START Information supplied

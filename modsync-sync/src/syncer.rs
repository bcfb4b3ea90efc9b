//! The sync engine.

use std::collections::HashSet;

use modsync_core::{Module, ModuleCommit};
use modsync_git::{Repository, StorageProvider};

use crate::branch::select_branches;
use crate::cancel::CancelToken;
use crate::collaborators::{
    BoxError, DefaultBranchGetter, RemoteDefaultBranch, SyncPointResolver, SyncedCommitChecker,
};
use crate::error::SyncError;
use crate::handler::ErrorHandler;
use crate::materialize::Materializer;
use crate::resume::{Reconciler, Target};
use crate::walk::AncestryPolicy;

/// Replays repository history into a sink, one [`ModuleCommit`] per
/// (module, commit) pair that still needs syncing.
///
/// Built once through [`Syncer::builder`]; [`Syncer::sync`] can be called
/// any number of times.
pub struct Syncer<'a> {
    repo: &'a dyn Repository,
    storage: &'a dyn StorageProvider,
    handler: &'a dyn ErrorHandler,
    modules: Vec<Module>,
    resolver: Option<&'a dyn SyncPointResolver>,
    checker: Option<&'a dyn SyncedCommitChecker>,
    default_branch_getter: Option<&'a dyn DefaultBranchGetter>,
    all_branches: bool,
    ancestry: AncestryPolicy,
}

/// Accumulates [`Syncer`] configuration. Duplicate modules are rejected by
/// [`SyncerBuilder::build`].
pub struct SyncerBuilder<'a> {
    syncer: Syncer<'a>,
}

impl<'a> Syncer<'a> {
    pub fn builder(
        repo: &'a dyn Repository,
        storage: &'a dyn StorageProvider,
        handler: &'a dyn ErrorHandler,
    ) -> SyncerBuilder<'a> {
        SyncerBuilder {
            syncer: Syncer {
                repo,
                storage,
                handler,
                modules: Vec::new(),
                resolver: None,
                checker: None,
                default_branch_getter: None,
                all_branches: false,
                ancestry: AncestryPolicy::default(),
            },
        }
    }

    pub fn modules(&self) -> &[Module] {
        &self.modules
    }

    /// Walk every selected branch and hand each pending module commit to
    /// `sink`, oldest first.
    ///
    /// Branches are processed one after another, commits in delivery order,
    /// and modules within a commit in registration order. A sink error always
    /// ends the run.
    pub fn sync<F>(&self, cancel: &CancelToken, mut sink: F) -> Result<(), SyncError>
    where
        F: FnMut(ModuleCommit) -> Result<(), BoxError>,
    {
        if self.modules.is_empty() {
            tracing::info!("no modules to sync");
            return Ok(());
        }
        let branches = select_branches(self.repo, self.all_branches)?;
        self.check_default_branch()?;

        let materializer = Materializer {
            repo: self.repo,
            storage: self.storage,
            handler: self.handler,
        };
        let reconciler = Reconciler {
            repo: self.repo,
            handler: self.handler,
            resolver: self.resolver,
            checker: self.checker,
            policy: self.ancestry,
        };

        for branch in &branches {
            let head = self.repo.remote_branch_head(branch)?;
            let mut targets = Vec::with_capacity(self.modules.len());
            for module in &self.modules {
                targets.push(Target {
                    module,
                    identity: materializer.identity_at(module, &head)?,
                });
            }
            let plan = reconciler.plan(branch, &head, &targets)?;
            tracing::info!(
                "syncing branch {branch} at {}: {} commit(s)",
                head.short(),
                plan.order.len()
            );

            for hash in &plan.order {
                if cancel.is_cancelled() {
                    return Err(SyncError::Cancelled);
                }
                let commit = self.repo.commit(hash)?;
                let tags = self.repo.tags_for_commit(hash)?;
                for (module, pending) in self.modules.iter().zip(&plan.pending) {
                    if cancel.is_cancelled() {
                        return Err(SyncError::Cancelled);
                    }
                    if !pending.contains(hash) {
                        continue;
                    }
                    let Some(module_commit) =
                        materializer.materialize(module, &commit, branch, &tags)?
                    else {
                        continue;
                    };
                    let identity = module_commit.identity.clone();
                    sink(module_commit).map_err(|source| SyncError::Sink {
                        module: identity,
                        commit: hash.clone(),
                        source,
                    })?;
                }
            }
        }
        Ok(())
    }

    /// Compare each module's registry default branch with the repository's,
    /// before anything is delivered.
    fn check_default_branch(&self) -> Result<(), SyncError> {
        let Some(getter) = self.default_branch_getter else {
            return Ok(());
        };
        let local = self.repo.default_branch()?;
        let head = self.repo.remote_branch_head(&local)?;
        let materializer = Materializer {
            repo: self.repo,
            storage: self.storage,
            handler: self.handler,
        };
        for module in &self.modules {
            let Some(identity) = materializer.identity_at(module, &head)? else {
                tracing::debug!("{module} has no identity on {local}; skipping default branch check");
                continue;
            };
            let remote = getter
                .default_branch(&identity)
                .map_err(|source| SyncError::DefaultBranchGetter {
                    module: identity.clone(),
                    source,
                })?;
            match remote {
                RemoteDefaultBranch::Branch(remote) if remote != local => {
                    return Err(SyncError::DefaultBranchMismatch {
                        module: identity,
                        local,
                        remote,
                    });
                }
                RemoteDefaultBranch::Branch(_) => {}
                RemoteDefaultBranch::ModuleDoesNotExist => {
                    tracing::debug!("{identity} does not exist yet; default branch check passes");
                }
            }
        }
        Ok(())
    }
}

impl<'a> SyncerBuilder<'a> {
    /// Register a module. Modules are processed in registration order.
    pub fn module(mut self, module: Module) -> Self {
        self.syncer.modules.push(module);
        self
    }

    /// Resume each (module, branch) after the sync point `resolver` reports.
    pub fn resumption(mut self, resolver: &'a dyn SyncPointResolver) -> Self {
        self.syncer.resolver = Some(resolver);
        self
    }

    /// Skip commits `checker` reports as already synced.
    pub fn commit_checker(mut self, checker: &'a dyn SyncedCommitChecker) -> Self {
        self.syncer.checker = Some(checker);
        self
    }

    /// Refuse to sync modules whose registry default branch differs from the
    /// repository's.
    pub fn default_branch_getter(mut self, getter: &'a dyn DefaultBranchGetter) -> Self {
        self.syncer.default_branch_getter = Some(getter);
        self
    }

    /// Sync every remote-tracking branch instead of the current one.
    pub fn all_branches(mut self, all_branches: bool) -> Self {
        self.syncer.all_branches = all_branches;
        self
    }

    pub fn ancestry(mut self, policy: AncestryPolicy) -> Self {
        self.syncer.ancestry = policy;
        self
    }

    pub fn build(self) -> Result<Syncer<'a>, SyncError> {
        let mut seen = HashSet::new();
        for module in &self.syncer.modules {
            let key = module.to_string();
            if !seen.insert(key.clone()) {
                return Err(SyncError::DuplicateModule(key));
            }
        }
        Ok(self.syncer)
    }
}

END Information supplied

Exercise aim - Find how many lines above include "clone", then write only that count.

Response box - 4